A cheat code in Super Puzzle Fighter II Turbo, where Hsien-Ko and the other characters appear in a super-deformed state, allows access to Mei-Ling as a playable. According to GamesRadar, the Marvel vs. Capcom 3: Fate of Two Worlds version of Hsien-Ko (an unlockable character capable of interacting with Chris Redfield) is "an extremely unorthodox character with a number of strange moves and weird mobility". She was judged not good for beginners as her "weird normal attacks and bizarre movement options" and attacks are likely to confuse new players. The DLC Evil Twin Costume Pack includes Mei-Ling as an alternate skin for Hsien-Ko's model in Ultimate Marvel vs.
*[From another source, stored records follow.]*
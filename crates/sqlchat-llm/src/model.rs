//! Language model trait

/// Errors returned by a model invocation
#[derive(Debug, Clone, thiserror::Error)]
pub enum ModelError {
    #[error("Authentication failed: {0}")]
    AuthenticationError(String),

    #[error("Network error: {0}")]
    NetworkError(String),

    #[error("Rate limited: {0}")]
    RateLimited(String),

    #[error("API error: {0}")]
    ApiError(String),

    #[error("Invalid response: {0}")]
    InvalidResponse(String),

    #[error("Configuration error: {0}")]
    ConfigError(String),
}

impl ModelError {
    /// Whether the service could not be reached or refused our credentials
    pub fn is_connectivity(&self) -> bool {
        matches!(
            self,
            ModelError::AuthenticationError(_) | ModelError::NetworkError(_)
        )
    }
}

/// A text-completion service
///
/// One instance is created at startup and shared by every orchestration
/// call.
#[async_trait::async_trait]
pub trait LanguageModel: Send + Sync {
    /// Get the backend name (e.g., "Gemini")
    fn name(&self) -> &'static str;

    /// Generate text for a prompt
    ///
    /// Generation halts before any of the `stop` sequences would be emitted;
    /// the returned text never contains them.
    async fn complete(&self, prompt: &str, stop: &[&str]) -> Result<String, ModelError>;
}

/// Cut `text` before the earliest occurrence of any stop sequence
pub fn truncate_at_stop<'a>(text: &'a str, stop: &[&str]) -> &'a str {
    let cut = stop
        .iter()
        .filter(|s| !s.is_empty())
        .filter_map(|s| text.find(s))
        .min();

    match cut {
        Some(idx) => &text[..idx],
        None => text,
    }
}

#[cfg(test)]
mod tests {
    use super::*;

    #[test]
    fn truncate_at_earliest_stop_sequence() {
        let text = "SELECT 1;\nSQLResult: 1\nAnswer: one";
        assert_eq!(truncate_at_stop(text, &["\nAnswer:", "\nSQLResult:"]), "SELECT 1;");
        assert_eq!(truncate_at_stop(text, &[]), text);
        assert_eq!(truncate_at_stop(text, &[""]), text);
    }

    #[test]
    fn connectivity_classification() {
        assert!(ModelError::NetworkError("timed out".into()).is_connectivity());
        assert!(ModelError::AuthenticationError("bad key".into()).is_connectivity());
        assert!(!ModelError::RateLimited("quota".into()).is_connectivity());
        assert!(!ModelError::InvalidResponse("no candidates".into()).is_connectivity());
    }
}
Capcom 3.

==Promotion and reception==
Multiple Hsien-Ko figures and resin garage kits were released by various manufacturers, including FuRyu, among others. Capcom produced Hsien-Ko T-shirts and Banpresto released a series of mascot key chains.

Ian Walker in an article for A.V. Club considered Hsien-Ko alongside her sister to be two of the creepiest characters in fighting games, and of the Darkstalkers series as a whole, citing the body horror of their transformation into a jiangshi and ward respectively. He further felt their storyline between Night Warriors and Vampire Savior indicated that they were destined to fight against monsters at all time, stating "Never knowing when you’ll be ripped from your happy life to hunt down werewolves and vampires must certainly be an unsettling feeling." Tom Goulter of GamesRadar+ meanwhile saw her addition as the series begin to tap into non-Western horror iconography, and called her "scary but also sort of hilarious" and a "highly tactical fighter".
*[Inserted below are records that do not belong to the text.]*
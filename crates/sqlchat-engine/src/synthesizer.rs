//! Answer synthesis model call

use crate::error::PipelineError;
use crate::prompts::PromptTemplates;
use sqlchat_core::{ExecutionResult, ExtractedQuery, FinalAnswer, Question};
use sqlchat_llm::LanguageModel;
use std::sync::Arc;

/// Turns a question, its query and the query result into prose
pub struct AnswerSynthesizer {
    model: Arc<dyn LanguageModel>,
    prompts: Arc<PromptTemplates>,
}

impl AnswerSynthesizer {
    pub fn new(model: Arc<dyn LanguageModel>, prompts: Arc<PromptTemplates>) -> Self {
        Self { model, prompts }
    }

    /// Model output is returned unmodified
    #[tracing::instrument(skip_all, fields(model = self.model.name()))]
    pub async fn synthesize(
        &self,
        question: &Question,
        query: &ExtractedQuery,
        result: &ExecutionResult,
    ) -> Result<FinalAnswer, PipelineError> {
        let prompt = self
            .prompts
            .answer_synthesis(question.as_str(), query.as_str(), result.as_str())?;
        let text = self.model.complete(&prompt, &[]).await?;
        Ok(FinalAnswer::new(text))
    }
}

#[cfg(test)]
mod tests {
    use super::*;
    use pretty_assertions::assert_eq;
    use sqlchat_llm::{ModelError, ScriptedModel};

    fn synthesizer(model: &ScriptedModel) -> AnswerSynthesizer {
        AnswerSynthesizer::new(Arc::new(model.clone()), Arc::new(PromptTemplates::new().unwrap()))
    }

    #[tokio::test]
    async fn embeds_inputs_and_returns_output_verbatim() {
        let model = ScriptedModel::new().respond("  There are 42 orders.\n");
        let answer = synthesizer(&model)
            .synthesize(
                &Question::new("How many orders?"),
                &ExtractedQuery::new("SELECT COUNT(*) FROM orders;"),
                &ExecutionResult::new("42"),
            )
            .await
            .unwrap();

        assert_eq!(answer.as_str(), "  There are 42 orders.\n");

        let calls = model.calls();
        assert!(calls[0].stop.is_empty());
        assert!(calls[0].prompt.contains("Original Question: How many orders?"));
        assert!(calls[0].prompt.contains("SQL Query: SELECT COUNT(*) FROM orders;"));
        assert!(calls[0].prompt.contains("SQL Result: 42"));
    }

    #[tokio::test]
    async fn model_failure_is_fatal() {
        let model = ScriptedModel::new().fail(ModelError::RateLimited("quota".into()));
        let err = synthesizer(&model)
            .synthesize(
                &Question::new("q"),
                &ExtractedQuery::new("SELECT 1;"),
                &ExecutionResult::new("[(1,)]"),
            )
            .await
            .unwrap_err();
        assert!(matches!(err, PipelineError::Model(ModelError::RateLimited(_))));
    }
}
Diamond Feit for Retronauts podcast described her as an "instant fan favorite", citing her large sleeves, "twitchy movements", and dash in which she vanishes as standout features. Co-host Ant Cooke called her one of his favorite designs, stating that it felt like Capcom had a lot of fun designing. Feit pointed out that while she was still sexualized in the title with her emphasized cleavage, she wasn't "as bouncy" as the other two female characters in the series at that time, Felicia and Morrigan Aensland, with the 'bounce' being emphasized in her outfit itself instead.

The staff of Gamest magazine in their Gals Island series of publications stated that much of her appeal came from her character design, citing her lose clothes, movements, and voice lines. However, they felt most of her charm came from how eccentric a character she was, especially in a franchise that already featured many unconventional characters. They felt players were often surprised by many of her attacks, and despite being a difficult character to control learning how to use her effectively helped many like her. They additionally cited the presence of her sister, considering their role as a dual character another standout aspect where both were equally well received.

Other articles in the Gals Island series cited her as part of a growing trend of Chinese character design in Japanese video games, particularly in Capcom titles. They also expressed that Hsien-Ko had a rather tragic destiny, yet despite it she lived at her own pace, and saw her as having a strong will in opposition of her own fate. Meanwhile, she was also featured in Monthly Arcadias own Gals Island series of articles, where they discussed the sisters' storyline hoped the pair could have a happy outcome. Artist Kotomi Tohashi additionally praised Hsien-Ko's design as cute despite being a jiangshi, particularly praising how her standing animation made her neck appear to be broken as it jittered.

Japanese singer and voice actress Reina Kondō used Lei-Lei as her nickname. The Skullgirls character Peacock's utilized attacks that reference Hsien-Ko, and the game's first prototype around 1999 actually used her and Chun-Li sprites for testing.